Mayor Al Nagy may only be halfway through his term, but he is quite certain he may seek another.
“The way I look at it now is, yes, I will run,” Nagy said.
For the past year, Nagy has brought numerous changes to the City of Newark. When he ran for the mayoral seat in 2011, his priorities remained stable: to increase public safety and build fiscal stability.
And during 2012, it is evident that the mayor has made large strides toward those goals.
Senior programs, which were once drastically reduced when the Senior Center was forced to close in 2010, have flourished throughout the year.
The Newark Police Department has added police officers to its force and the community’s involvement in assisting the policing agency has significantly increased with the re-establishment of the Neighborhood Watch program and the creation of a citizen policing program known as RAVEN.

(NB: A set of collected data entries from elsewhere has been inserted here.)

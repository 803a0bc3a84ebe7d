fn main() -> anyhow::Result<()> {
    schedule_lib::run()
}
pub mod appointments;
pub mod config;

pub use appointments::{today, AppointmentGenerator};
pub use config::GeneratorConfig;
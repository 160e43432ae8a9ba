//! # Generic Client
//!
//! The handle through which the rest of the application talks to a collection.

use crate::entity::ActorEntity;
use crate::error::StoreError;
use crate::index::IndexDefinition;
use crate::message::ResourceRequest;
use crate::query::Query;
use tokio::sync::{mpsc, oneshot};

/// A type-safe client for interacting with a `ResourceActor`.
///
/// Holds only the channel sender, so it is cheap to clone and share across tasks. Every method
/// sends one request and awaits its oneshot reply; a closed actor surfaces as
/// [`StoreError::ActorClosed`] and a dropped reply as [`StoreError::ActorDropped`].
#[derive(Clone)]
pub struct ResourceClient<T: ActorEntity> {
    sender: mpsc::Sender<ResourceRequest<T>>,
}

impl<T: ActorEntity> ResourceClient<T> {
    pub fn new(sender: mpsc::Sender<ResourceRequest<T>>) -> Self {
        Self { sender }
    }

    async fn request<R>(
        &self,
        build: impl FnOnce(oneshot::Sender<Result<R, StoreError>>) -> ResourceRequest<T>,
    ) -> Result<R, StoreError> {
        let (respond_to, response) = oneshot::channel();
        self.sender
            .send(build(respond_to))
            .await
            .map_err(|_| StoreError::ActorClosed)?;
        response.await.map_err(|_| StoreError::ActorDropped)?
    }

    pub async fn create(&self, params: T::Create) -> Result<T::Id, StoreError> {
        self.request(|respond_to| ResourceRequest::Create { params, respond_to })
            .await
    }

    pub async fn get(&self, id: T::Id) -> Result<Option<T>, StoreError> {
        self.request(|respond_to| ResourceRequest::Get { id, respond_to })
            .await
    }

    pub async fn update(&self, id: T::Id, update: T::Update) -> Result<T, StoreError> {
        self.request(|respond_to| ResourceRequest::Update {
            id,
            update,
            respond_to,
        })
        .await
    }

    pub async fn perform_action(
        &self,
        id: T::Id,
        action: T::Action,
    ) -> Result<T::ActionResult, StoreError> {
        self.request(|respond_to| ResourceRequest::Action {
            id,
            action,
            respond_to,
        })
        .await
    }

    /// Runs a collection query and returns the matching documents.
    pub async fn query(&self, query: Query) -> Result<Vec<T>, StoreError> {
        self.request(|respond_to| ResourceRequest::Query { query, respond_to })
            .await
    }

    /// Declares a composite index. Returns `false` when it already existed.
    pub async fn create_index(&self, index: IndexDefinition) -> Result<bool, StoreError> {
        self.request(|respond_to| ResourceRequest::CreateIndex { index, respond_to })
            .await
    }

    pub async fn list_indexes(&self) -> Result<Vec<IndexDefinition>, StoreError> {
        self.request(|respond_to| ResourceRequest::ListIndexes { respond_to })
            .await
    }
}
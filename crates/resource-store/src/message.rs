//! # Generic Messages
//!
//! The request type sent from a `ResourceClient` to its `ResourceActor`.

use crate::entity::ActorEntity;
use crate::error::StoreError;
use crate::index::IndexDefinition;
use crate::query::Query;
use tokio::sync::oneshot;

/// Type alias for the one-shot response channel used by actors.
pub type Response<T> = oneshot::Sender<Result<T, StoreError>>;

/// Internal message type sent to the actor to request operations.
///
/// The variants cover the document lifecycle a collection needs (create, read by id, update),
/// a custom `Action` for document-specific logic, collection queries, and index declarations.
/// The enum is generic over `T: ActorEntity`, so a clinic payload can never reach another
/// collection's actor.
#[derive(Debug)]
pub enum ResourceRequest<T: ActorEntity> {
    Create {
        params: T::Create,
        respond_to: Response<T::Id>,
    },
    Get {
        id: T::Id,
        respond_to: Response<Option<T>>,
    },
    Update {
        id: T::Id,
        update: T::Update,
        respond_to: Response<T>,
    },
    Action {
        id: T::Id,
        action: T::Action,
        respond_to: Response<T::ActionResult>,
    },
    Query {
        query: Query,
        respond_to: Response<Vec<T>>,
    },
    CreateIndex {
        index: IndexDefinition,
        respond_to: Response<bool>,
    },
    ListIndexes {
        respond_to: Response<Vec<IndexDefinition>>,
    },
}
use serde::{Deserialize, Serialize};

/// A practitioner listed on a clinic page.
///
/// Doctors are embedded in their [`Clinic`](super::Clinic) and have no lifecycle of their own.
#[derive(Debug, Clone, Default, PartialEq, Serialize, Deserialize)]
#[serde(rename_all = "camelCase")]
pub struct Doctor {
    pub id: String,
    pub name: String,
    pub specialization: String,
    /// Years of experience.
    pub experience: u32,
    #[serde(default, skip_serializing_if = "Option::is_none")]
    pub image: Option<String>,
    #[serde(default)]
    pub qualifications: Vec<String>,
}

Meanwhile, the city’s biennial budget remains balanced. The budget includes a surplus that is assisting the city rebuild its reserves.
But Nagy said accomplishing these goals was neither an easy task nor a feat he reached alone.
Nagy’s term marks Newark’s first change in mayoral leadership in 33 years, and Nagy said following in former Mayor David Smith’s footsteps was intimidating at times.
“The fact that [Smith] had a full-time job and led as mayor… that’s a testament of what kind of individual he was,” Nagy said. “He left a high bar to attain.”
And when Nagy took over the mayoral seat, it was not the only change on the Newark City Council. Joining the council this year as its newest members were councilmembers Suzy Collazo and Bob Marshall, and Nagy said Newark has been “blessed” to have a council that collaborates well.
“With what we have done, it’s been a positive year for us,” Nagy said.
There are still many plans Nagy has for the future, including the building of electronic signs in the city along Interstate 880 and Highway 84, the approval of the Newark General Plan update and the Lake Seawall Replacement Project, the transition of waste collection services from Waste Management to Allied Waste and the re-opening of the Silliman Aquatic Center.
Still, Nagy said his top priority remains the same.
“Maintaining the quality of life we enjoy in Newark,” he said.
Nagy’s current term expires in November.